今日のミッションは、生鮮食品の買い出しを済ませてから2台に分かれて、
3ヶ所の避難所に食品を届け、リヴィウ市内でPARACREWのメンバーであるDanielとAnnaと合流し、医薬品を彼らに届ける、というものだ。

手早く身支度を済ませて84を出発する。
昨晩はゲートのまわりにおそらく200人近く集まっていたように思う。
酒瓶を手にする女性たちも相変わらず立っている。
昨晩の酔っぱらいは、このお酒を呑んだくれたのだろうか。

いつものCash&Carry(現金問屋)のお店で買物。
「あら、また来たの?」という風情で出迎えてくれる。
今日はカート8台分の生鮮食品を買う。
これらの購入資金はSallyがイギリスで行ったチャリティイベントで集めた寄付が充てられている。

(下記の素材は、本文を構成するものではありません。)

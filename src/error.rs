use std::time::Duration;
use thiserror::Error;

/// Failures surfaced by the lite-server client.
#[derive(Debug, Clone, PartialEq, Eq, Error)]
pub enum RpcError {
    /// Block or lookup miss. Expected while a shard block is not yet
    /// available on the node.
    #[error("not found")]
    NotFound,
    /// Server truncated the result at the requested limit.
    #[error("incomplete result ({returned} items returned)")]
    Incomplete { returned: usize },
    #[error("timed out after {0:?}")]
    Timeout(Duration),
    #[error("transport error: {0}")]
    Transport(String),
    /// Rate-limit wait queue is full.
    #[error("rate limited: wait queue is full")]
    RateLimited,
    #[error("malformed response: {0}")]
    Protocol(String),
}

impl RpcError {
    /// Transient failures leave the unit of work pending for the next tick.
    pub fn is_transient(&self) -> bool {
        matches!(
            self,
            RpcError::Incomplete { .. }
                | RpcError::Timeout(_)
                | RpcError::Transport(_)
                | RpcError::RateLimited
        )
    }
}

/// Shard-list and bag-of-cells decoding failures. Always fatal for the
/// response being decoded.
#[derive(Debug, Clone, PartialEq, Eq, Error)]
pub enum DecodeError {
    #[error("unknown bag-of-cells magic 0x{0:08x}")]
    BadMagic(u32),
    #[error("unexpected end of data at byte {0}")]
    UnexpectedEof(usize),
    #[error("invalid header: {0}")]
    Header(String),
    #[error("crc32c mismatch: expected 0x{expected:08x}, got 0x{actual:08x}")]
    Checksum { expected: u32, actual: u32 },
    #[error("invalid cell {index}: {reason}")]
    Cell { index: usize, reason: String },
    #[error("cell {cell} reference {target} is not a later cell")]
    BadReference { cell: usize, target: usize },
    #[error("cell underflow: wanted {wanted} bits, {left} left")]
    BitUnderflow { wanted: usize, left: usize },
    #[error("cell underflow: no reference left")]
    RefUnderflow,
    #[error("dictionary has no entry for key {0}")]
    MissingKey(i64),
    #[error("invalid dictionary: {0}")]
    Dictionary(String),
    #[error("not a shard descriptor (tag 0x{0:x})")]
    BadTag(u64),
    #[error("bin-tree deeper than {0} levels")]
    TooDeep(usize),
    #[error("bin-tree reaches cell {0} more than once")]
    SharedCell(usize),
}

#[derive(Debug, Error)]
pub enum StoreError {
    #[error("database error: {0}")]
    Database(#[from] sqlx::Error),
    #[error("conflict: {0}")]
    Conflict(String),
    #[error("not found: {0}")]
    NotFound(String),
}

#[derive(Debug, Error)]
pub enum LockError {
    #[error("redis error: {0}")]
    Redis(#[from] redis::RedisError),
}

#[derive(Debug, Error)]
pub enum PublishError {
    #[error("redis error: {0}")]
    Redis(#[from] redis::RedisError),
    #[error("encode error: {0}")]
    Encode(#[from] serde_json::Error),
    #[error("publish rejected: {0}")]
    Rejected(String),
}

/// Umbrella error for one engine step.
#[derive(Debug, Error)]
pub enum WatcherError {
    #[error("rpc {op}: {source}")]
    Rpc {
        op: &'static str,
        #[source]
        source: RpcError,
    },
    #[error("decode: {0}")]
    Decode(#[from] DecodeError),
    #[error("store: {0}")]
    Store(#[from] StoreError),
    #[error("lock: {0}")]
    Lock(#[from] LockError),
}

impl WatcherError {
    /// Timeouts and dropped connections; everything else points at bad data
    /// or a broken dependency.
    pub fn is_transient(&self) -> bool {
        match self {
            WatcherError::Rpc { source, .. } => source.is_transient(),
            _ => false,
        }
    }

    pub fn rpc(op: &'static str) -> impl FnOnce(RpcError) -> WatcherError {
        move |source| WatcherError::Rpc { op, source }
    }
}

pub type WatcherResult<T> = Result<T, WatcherError>;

SimonとSallyはBettieへ、Travisと僕はBerthaに乗り込む。
食品と医療物資が満載された2台のバンは、国境に向かう。

移動中の2台のコミュニケーションはトランシーバーを使う。

ポーランドからウクライナに向かう車列は相変わらず。
人道支援団体のパスを持っている我々も、この時は1時間ほど待たされる。
この日は特にバスが多く、検問でのチェックに時間がかかっているようだった。
ポーランドとウクライナの国境は、ベルディシュチェ、ゾシン、ドウホビチュフ=コロニャ、フレベンネ、コルチョバ、メディカ、クロシチェンコの7箇所。
メディカのゲートは、道路事情の良さから大型車が集中する。
Travisは、メディカがあまりに混雑する場合はクロシチェンコ(メディカから70kmの場所)からウクライナに入国することもあるが、片道2時間はかかる山道なので、結局メディカで待ったほうが効率が良いため1度だけしかその方法を選んでいないと話してくれた。

検問所に入る。
僕にとっては2回めのウクライナ入国。
大体勝手はわかったので、書類を書いたり出したりする手伝いもする。
(SimonとTravisは昨晩の残りのピザをテイクアウトして、大事に食べていた。)
荷物のリスト、パスポート、人道支援活動の計画が書かれた書類を係官に渡す。
前回同様、特に問題なくポーランドを出国しウクライナに入国する。
この時は、まだこの入国手続きが問題になるなんて、思いもしなかった。

ウクライナに入国。
リヴィウの中心部に向かうまでに、2つの避難所に立ち寄る。

1箇所目の避難所は、廃校になった高校。
廃校になったとはいえ、侵攻当時から避難者が生活するため敷地内はきれいに整えられている。
広場ではネコチャンが探検していた。

学校に限らず、ウクライナ国内では公共施設や教会が避難所として使われている。
この学校には50人ほどが生活しているとのこと。
物資が奪われることが頻発したため、大きな出入り口は土のうを積んで封鎖している。
校舎の中は薄暗くて、消毒液の匂いが漂っている。
日本の公立学校の作りと似ている。
廊下、教室、給食室、ランチルーム。
食品を給食室横の倉庫部屋に運び込む。
薄暗いランチルームには、男性が食事を取っていた。
兵士だったのだろうか。
軍用服を着て丸刈りで、目つきが鋭くて、年は30代半ば。
彼の右手は肩から肘まで包帯が巻かれていて、肘から先がなかった。

この避難所の世話役は、「ウクライナの肝っ玉母さん」と呼ぶのがぴったりな雰囲気のご婦人で、荷下ろしは彼女とおそらくご主人だろうか、丸太の様な体型の男性が手伝ってくれた。
肝っ玉母さんはバンの荷台を眺めて、必要なものを的確に指示を出す。
僕はそれを丸太おじさんと黙々と運ぶ。
ランチルームで食事をとっていた男性はいつの間にかいなくなっていた。
Simonは肝っ玉母さんと親しく(といっても母さんもおじさんも英語はかたこと)て、ハグをして「また来るよ」「また来てね」とお別れ。
僕も流れで母さんとハグをする。
泣きそうになる。
同じ人間なのに、なんで武器で殺し合わなきゃいけないんだ。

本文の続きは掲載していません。